La Cour de cassation a récemment rendu deux décisions en matière de prise d’acte de la rupture du contrat de travail.
Dans une affaire jugée le 24 janvier 2023, un ingénieur démissionnaire avait partiellement exécuté son préavis puis avait saisi la juridiction prud’homale pour faire requalifier sa démission en prise d’acte de la rupture de son contrat de travail produisant les effets d’un licenciement sans cause réelle et sérieuse.
Il obtient gain de cause et l’employeur est condamné à lui verser, entre autres, une indemnité compensatrice correspondant à trois mois de préavis (ainsi que l’indemnité des congés payés afférents).
L’employeur conteste le montant fixé par les juges, estimant que le salarié avait effectué une partie de ce préavis et qu’il avait été rémunéré durant cette période.
La Cour de cassation lui donne raison. Les juges du fond auraient dû déduire du montant de l’indemnité compensatrice dû au salarié la période de préavis exécutée et rémunérée.

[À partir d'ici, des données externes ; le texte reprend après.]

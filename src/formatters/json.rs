//! JSON formatter, the default record format

use crate::core::{Formatter, LogRecord, Result};

/// Serializes each record as one JSON object
///
/// Keys follow the record shape (`timestamp`, `level`, `package`, `function`, `file`,
/// `line`, `fields`, `error`, `errorData`, `errorLocation`, `message`), with the
/// optional ones omitted when empty. Pretty mode spreads a record over several lines
/// and is meant for local debugging only.
#[derive(Debug, Clone, Copy, Default, PartialEq, Eq)]
pub struct JsonFormatter {
    pretty: bool,
}

impl JsonFormatter {
    #[must_use]
    pub fn new() -> Self {
        Self { pretty: false }
    }

    /// Create a JSON formatter with pretty printing
    #[must_use]
    pub fn new_pretty() -> Self {
        Self { pretty: true }
    }

    pub fn is_pretty(&self) -> bool {
        self.pretty
    }
}

impl Formatter for JsonFormatter {
    fn format(&self, record: &LogRecord) -> Result<String> {
        let json = if self.pretty {
            record.to_json_pretty()?
        } else {
            record.to_json()?
        };
        Ok(json)
    }

    fn name(&self) -> &str {
        "json"
    }
}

► La Cour de cassation avait déjà pris position en ce sens dans un arrêt du 2 juin 2010. Elle avait également déjà estimé, dans un arrêt du 21 janvier 2015, que ce droit au versement de l’indemnité compensatrice de préavis ne s’appliquait pas dans l’hypothèse où le salarié avait exécuté son préavis. Ce qui est le cas d’une démission avec exécution et donc rémunération du préavis, démission par la suite requalifiée en prise d’acte produisant les effets d’un licenciement sans cause réelle et sérieuse. Le préavis ayant bien été exécuté par le salarié, celui-ci ne peut prétendre au paiement d’une indemnité compensatrice de préavis et ce, « peu important la requalification intervenue » (arrêt du 21 janvier 2015).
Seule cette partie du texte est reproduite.